**Problem to work on**: Among the entries below, only the lines starting at the one with "filename src/cli/checksum_file.rs" and ending at the one with "matches neither grammar.", both included, are to be printed exactly.
━━ Extracted information
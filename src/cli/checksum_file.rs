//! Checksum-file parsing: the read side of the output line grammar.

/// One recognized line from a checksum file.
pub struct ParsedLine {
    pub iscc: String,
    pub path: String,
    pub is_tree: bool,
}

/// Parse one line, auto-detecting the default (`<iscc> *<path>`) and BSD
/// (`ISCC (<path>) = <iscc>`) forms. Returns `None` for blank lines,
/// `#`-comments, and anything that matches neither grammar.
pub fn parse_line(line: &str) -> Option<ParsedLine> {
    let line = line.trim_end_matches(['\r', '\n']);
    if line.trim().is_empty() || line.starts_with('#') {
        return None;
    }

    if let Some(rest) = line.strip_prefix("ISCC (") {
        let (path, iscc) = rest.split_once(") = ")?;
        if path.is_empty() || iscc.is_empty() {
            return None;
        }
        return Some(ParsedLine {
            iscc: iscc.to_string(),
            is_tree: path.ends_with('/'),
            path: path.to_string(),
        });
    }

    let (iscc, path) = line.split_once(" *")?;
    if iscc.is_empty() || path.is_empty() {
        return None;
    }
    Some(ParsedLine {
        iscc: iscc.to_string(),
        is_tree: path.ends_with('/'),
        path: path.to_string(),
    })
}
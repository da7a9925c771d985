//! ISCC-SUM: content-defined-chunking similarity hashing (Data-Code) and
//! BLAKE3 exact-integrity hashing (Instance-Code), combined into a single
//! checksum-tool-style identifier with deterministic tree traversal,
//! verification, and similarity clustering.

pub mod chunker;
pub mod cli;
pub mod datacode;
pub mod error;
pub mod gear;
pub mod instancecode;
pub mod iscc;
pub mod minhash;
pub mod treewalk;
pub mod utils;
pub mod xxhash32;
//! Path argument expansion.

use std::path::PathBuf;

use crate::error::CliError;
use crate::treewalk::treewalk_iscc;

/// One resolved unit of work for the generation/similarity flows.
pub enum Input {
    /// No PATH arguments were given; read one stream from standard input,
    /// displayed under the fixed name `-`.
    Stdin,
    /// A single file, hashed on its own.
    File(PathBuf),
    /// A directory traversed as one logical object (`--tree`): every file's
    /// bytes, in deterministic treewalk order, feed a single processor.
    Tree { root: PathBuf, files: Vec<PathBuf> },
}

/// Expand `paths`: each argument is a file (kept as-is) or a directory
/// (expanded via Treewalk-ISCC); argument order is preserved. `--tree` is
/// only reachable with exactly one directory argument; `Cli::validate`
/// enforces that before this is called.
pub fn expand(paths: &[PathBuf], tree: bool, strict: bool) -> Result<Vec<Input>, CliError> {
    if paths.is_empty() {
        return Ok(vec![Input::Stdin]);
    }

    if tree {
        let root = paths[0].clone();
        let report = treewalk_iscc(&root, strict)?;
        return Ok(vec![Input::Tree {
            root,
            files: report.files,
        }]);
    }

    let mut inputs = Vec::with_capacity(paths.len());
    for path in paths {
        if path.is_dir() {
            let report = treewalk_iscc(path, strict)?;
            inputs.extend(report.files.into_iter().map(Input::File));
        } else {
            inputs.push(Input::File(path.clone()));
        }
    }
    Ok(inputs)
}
━━━━
━━ Extracted information
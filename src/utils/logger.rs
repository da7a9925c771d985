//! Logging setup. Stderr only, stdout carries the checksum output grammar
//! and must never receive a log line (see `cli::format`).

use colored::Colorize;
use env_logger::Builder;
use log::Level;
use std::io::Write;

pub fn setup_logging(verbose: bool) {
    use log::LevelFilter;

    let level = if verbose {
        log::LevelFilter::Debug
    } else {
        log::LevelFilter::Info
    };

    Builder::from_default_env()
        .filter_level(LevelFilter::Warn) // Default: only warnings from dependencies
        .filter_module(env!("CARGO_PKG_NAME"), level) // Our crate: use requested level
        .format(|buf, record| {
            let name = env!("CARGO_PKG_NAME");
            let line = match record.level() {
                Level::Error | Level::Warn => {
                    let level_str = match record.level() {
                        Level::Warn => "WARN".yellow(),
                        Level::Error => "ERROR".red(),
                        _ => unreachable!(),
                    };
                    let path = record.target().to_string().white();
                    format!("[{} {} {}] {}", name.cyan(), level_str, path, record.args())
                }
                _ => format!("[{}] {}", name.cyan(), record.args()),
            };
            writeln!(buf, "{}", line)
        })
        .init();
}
━━━━
**Response to the exercise**:
filename src/cli/checksum_file.rs
//! Checksum-file parsing: the read side of the output line grammar.

/// One recognized line from a checksum file.
pub struct ParsedLine {
    pub iscc: String,
    pub path: String,
    pub is_tree: bool,
}

/// Parse one line, auto-detecting the default (`<iscc> *<path>`) and BSD
/// (`ISCC (<path>) = <iscc>`) forms. Returns `None` for blank lines,
/// `#`-comments, and anything that matches neither grammar.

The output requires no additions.